- What you should do: Before answering, work out how many lines below contain the string "translate"; the reply is that number alone.

- Working data:
// File: crates/chart-core/tests/render.rs
// Purpose: Validate scene layout (markers, colors, legend, axes) and SVG/HTML output.

use chart_core::axis::Orientation;
use chart_core::{normalize, parse_records, Category, Chart, Layout, PageOptions, RenderOptions};

fn chart() -> Chart {
    let json = std::fs::read_to_string(concat!(env!("CARGO_MANIFEST_DIR"), "/tests/fixtures/cyclists.json"))
        .expect("read fixture");
    let records = normalize(parse_records(&json).expect("parse")).expect("normalize");
    Chart::new(records, RenderOptions::default()).expect("chart")
}

#[test]
fn one_marker_per_record_in_order() {
    let chart = chart();
    let scene = chart.scene();
    assert_eq!(scene.markers.len(), chart.records().len());
    for (m, r) in scene.markers.iter().zip(chart.records()) {
        assert_eq!(m.meta.name, r.name);
        assert_eq!(m.meta.year, r.year);
        assert_eq!(m.meta.raw_time, r.raw_time);
        assert_eq!(m.radius, 8.0);
    }
}

#[test]
fn markers_are_shifted_with_the_axes() {
    use chart_core::Scale;
    let chart = chart();
    let scene = chart.scene();
    let scales = chart.scales();
    for (m, r) in scene.markers.iter().zip(chart.records()) {
        assert_eq!(m.center.x, scales.x.map(f64::from(r.year)) + 80.0);
        assert_eq!(m.center.y, scales.y.map(r.time));
    }
    // fastest time sits on the top edge, slowest on the bottom edge
    assert_eq!(scene.markers[0].center.y, 0.0);
    assert_eq!(scene.markers[5].center.y, 642.0);
}

#[test]
fn allegation_and_clean_never_share_a_color() {
    let scene = chart().scene();
    let doped: Vec<_> = scene.markers.iter().filter(|m| m.category == Category::Doped).collect();
    let clean: Vec<_> = scene.markers.iter().filter(|m| m.category == Category::Clean).collect();
    assert!(!doped.is_empty() && !clean.is_empty());
    for d in &doped {
        for c in &clean {
            assert_ne!(d.fill, c.fill);
        }
    }
    // first-seen key takes the first scheme color
    assert_eq!(doped[0].fill.to_string(), "#4e79a7");
    assert_eq!(clean[0].fill.to_string(), "#f28e2c");
}

#[test]
fn legend_has_one_row_per_category() {
    let scene = chart().scene();
    assert_eq!(scene.legend.len(), 2);
    assert_eq!(scene.legend[0].label, "Doped");
    assert_eq!(scene.legend[1].label, "Not doped");
    assert_eq!(scene.legend[0].origin.y, 321.0);
    assert_eq!(scene.legend[1].origin.y, 301.0);
    assert_eq!(scene.legend[0].swatch.x, 894.0);
    assert_eq!(scene.legend[0].label_origin.x, 917.0);
    assert_eq!(scene.legend[0].label_origin.y, 337.0);
    let doped = scene.markers.iter().find(|m| m.category == Category::Doped).expect("doped marker");
    assert_eq!(scene.legend[0].fill, doped.fill);
}

#[test]
fn axes_are_placed_and_labelled() {
    let scene = chart().scene();
    assert_eq!(scene.x_axis.orientation, Orientation::Bottom);
    assert_eq!((scene.x_axis.origin.x, scene.x_axis.origin.y), (80.0, 642.0));
    assert_eq!((scene.y_axis.origin.x, scene.y_axis.origin.y), (80.0, 0.0));
    // years 1995..2015 padded to 1994..2016
    let years: Vec<&str> = scene.x_axis.ticks.iter().map(|t| t.label.as_str()).collect();
    assert_eq!(years.first(), Some(&"1994"));
    assert_eq!(years.last(), Some(&"2016"));
    assert!(scene.y_axis.ticks.iter().all(|t| t.label.len() == 5 && t.label.as_bytes()[2] == b':'));
    assert_eq!(scene.captions[0].text, "Year");
    assert_eq!(scene.captions[1].text, "Best Time (minutes)");
    assert_eq!(scene.captions[1].rotate, Some(-90.0));
}

#[test]
fn rendering_is_idempotent() {
    let chart = chart();
    assert_eq!(chart.scene(), chart.scene());
    assert_eq!(chart.render_svg(), chart.render_svg());
}

#[test]
fn svg_carries_marker_metadata() {
    let svg = chart().render_svg();
    assert!(svg.starts_with("<svg xmlns=\"http://www.w3.org/2000/svg\" id=\"axis\""));
    assert!(svg.contains("width=\"1000\" height=\"730\""));
    assert!(svg.contains("style=\"padding: 4px 4px 4px 4px; margin: 40px 40px 40px 40px\""));
    assert!(svg.contains("<g id=\"x-axis\" transform=\"translate(80,642)\""));
    assert!(svg.contains("<g id=\"y-axis\" transform=\"translate(80,0)\""));
    assert_eq!(svg.matches("<circle class=\"dot\"").count(), 6);
    assert!(svg.contains("data-name=\"Marco Pantani\""));
    assert!(svg.contains("data-xvalue=\"1995\""));
    assert!(svg.contains("data-yvalue=\"1990-01-01T00:36:50.000Z\""));
    assert!(svg.contains("data-time=\"36:50\""));
    assert!(svg.contains(">Best Time (minutes)</text>"));
}

#[test]
fn margin_only_grows_the_outer_box() {
    let json = std::fs::read_to_string(concat!(env!("CARGO_MANIFEST_DIR"), "/tests/fixtures/cyclists.json"))
        .expect("read fixture");
    let records = normalize(parse_records(&json).expect("parse")).expect("normalize");
    let wide = RenderOptions { layout: Layout::with_margin_x(100), ..RenderOptions::default() };
    let wide = Chart::new(records, wide).expect("chart");
    assert_eq!(wide.scene().markers, chart().scene().markers);
    assert!(wide.render_svg().contains("width=\"1120\""));
}

#[test]
fn page_lists_unique_sources_and_hidden_tooltip() {
    let html = chart().render_page(&PageOptions::default());
    assert!(html.starts_with("<!DOCTYPE html>"));
    assert!(html.contains("<div id=\"graph\">"));
    assert!(html.contains("<div id=\"tooltip\" style=\"opacity: 0; display: none\"></div>"));
    assert_eq!(html.matches("<li><a href=").count(), 2);
    assert_eq!(html.matches("target=\"_blank\"").count(), 2);
    assert!(html.contains("<h1>Sources</h1>"));
    assert!(html.contains("addEventListener(\"mouseover\""));
}

#[test]
fn output_files_are_written() {
    let dir = std::path::PathBuf::from("target/test_out/render");
    let chart = chart();
    chart.render_to_svg(dir.join("chart.svg")).expect("write svg");
    chart.render_to_html(&PageOptions::default(), dir.join("index.html")).expect("write html");
    let svg = std::fs::read_to_string(dir.join("chart.svg")).expect("svg exists");
    assert_eq!(svg, chart.render_svg());
    assert!(std::fs::metadata(dir.join("index.html")).expect("html exists").len() > 0);
}
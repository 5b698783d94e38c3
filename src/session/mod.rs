//! Record Session - one logical request against an executor
//!
//! A session collects clauses through the chain setters
//! ([`Session::where_clause`], [`Session::order_by`], [`Session::limit`]) and
//! consumes them in the next terminal operation (insert, find, first, update,
//! delete, count). Every terminal operation starts the following statement
//! from an empty clause set, whether it succeeded or not.
//!
//! Sessions are not shared between threads; create one per request.

pub mod record;

use crate::clause::{Clause, ClauseSet, Statement};
use crate::dialect::Dialect;
use crate::executor::{Executor, RowCursor};
use crate::schema::Registry;
use crate::value::Value;
use crate::{Error, Result};

pub struct Session<'a> {
    executor: &'a dyn Executor,
    registry: &'a Registry,
    dialect: Dialect,
    clauses: ClauseSet,
    pending: Option<Error>,
    hint: Option<String>,
}

impl<'a> Session<'a> {
    pub fn new(executor: &'a dyn Executor, registry: &'a Registry, dialect: Dialect) -> Self {
        Self {
            executor,
            registry,
            dialect,
            clauses: ClauseSet::new(dialect),
            pending: None,
            hint: None,
        }
    }

    /// Attach a label that is included in every log event of this session
    pub fn with_hint(mut self, hint: impl Into<String>) -> Self {
        self.hint = Some(hint.into());
        self
    }

    pub fn hint(&self) -> Option<&str> {
        self.hint.as_deref()
    }

    pub fn dialect(&self) -> Dialect {
        self.dialect
    }

    pub fn registry(&self) -> &Registry {
        self.registry
    }

    /// Clauses collected for the next statement
    pub fn clauses(&self) -> &ClauseSet {
        &self.clauses
    }

    /// Restrict the next statement. `?` placeholders bind `params` in order.
    pub fn where_clause(&mut self, condition: &str, params: Vec<Value>) -> &mut Self {
        self.stage(Clause::Where {
            condition: condition.to_string(),
            params,
        })
    }

    /// Order the next query, e.g. `"age DESC"`
    pub fn order_by(&mut self, order: &str) -> &mut Self {
        self.stage(Clause::OrderBy {
            order: order.to_string(),
        })
    }

    pub fn limit(&mut self, count: u64) -> &mut Self {
        self.stage(Clause::Limit { count })
    }

    /// Drop every collected clause and any pending chain error
    pub fn reset(&mut self) {
        self.clauses = ClauseSet::new(self.dialect);
        self.pending = None;
    }

    /// Run raw SQL that returns no rows
    pub fn exec_raw(&mut self, sql: &str, params: &[Value]) -> Result<i64> {
        self.reset();
        self.exec_sql(sql, params)
    }

    /// Run raw SQL and collect every row
    pub fn query_raw(&mut self, sql: &str, params: &[Value]) -> Result<Vec<Vec<Value>>> {
        self.reset();
        let mut cursor = self.open_cursor(sql, params)?;
        let mut rows = Vec::new();
        let outcome = drain(cursor.as_mut(), &mut rows);
        self.finish_cursor(cursor.as_mut(), outcome)?;
        Ok(rows)
    }

    fn stage(&mut self, clause: Clause) -> &mut Self {
        if self.pending.is_none() {
            if let Err(e) = self.clauses.set(clause) {
                self.pending = Some(e);
            }
        }
        self
    }

    /// Take the collected clauses for one statement, leaving a fresh set behind
    fn take_clauses(&mut self) -> Result<ClauseSet> {
        let clauses = std::mem::replace(&mut self.clauses, ClauseSet::new(self.dialect));
        match self.pending.take() {
            Some(e) => Err(e),
            None => Ok(clauses),
        }
    }

    fn exec_statement(&self, stmt: &Statement) -> Result<i64> {
        self.exec_sql(stmt.sql(), stmt.params())
    }

    fn exec_sql(&self, sql: &str, params: &[Value]) -> Result<i64> {
        tracing::debug!(
            hint = self.hint.as_deref().unwrap_or(""),
            sql,
            params = params.len(),
            "exec"
        );
        let result = self.executor.exec(sql, params)?;
        Ok(result.rows_affected())
    }

    fn open_cursor(&self, sql: &str, params: &[Value]) -> Result<Box<dyn RowCursor + 'a>> {
        tracing::debug!(
            hint = self.hint.as_deref().unwrap_or(""),
            sql,
            params = params.len(),
            "query"
        );
        let executor: &'a dyn Executor = self.executor;
        executor.query(sql, params)
    }

    /// Close a cursor exactly once and merge its outcome with the iteration's.
    ///
    /// An iteration error wins over a close error.
    fn finish_cursor(&self, cursor: &mut dyn RowCursor, outcome: Result<()>) -> Result<()> {
        let closed = cursor.close();
        match (outcome, closed) {
            (Err(e), Err(close_err)) => {
                tracing::warn!(
                    hint = self.hint.as_deref().unwrap_or(""),
                    "failed to close cursor after error: {}",
                    close_err
                );
                Err(e)
            }
            (Err(e), Ok(())) => Err(e),
            (Ok(()), closed) => closed,
        }
    }
}

impl std::fmt::Debug for Session<'_> {
    fn fmt(&self, f: &mut std::fmt::Formatter<'_>) -> std::fmt::Result {
        f.debug_struct("Session")
            .field("dialect", &self.dialect)
            .field("clauses", &self.clauses)
            .field("hint", &self.hint)
            .finish()
    }
}

fn drain(cursor: &mut dyn RowCursor, rows: &mut Vec<Vec<Value>>) -> Result<()> {
    while cursor.advance()? {
        rows.push(cursor.scan()?);
    }
    Ok(())
}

- Result for this exercise: 2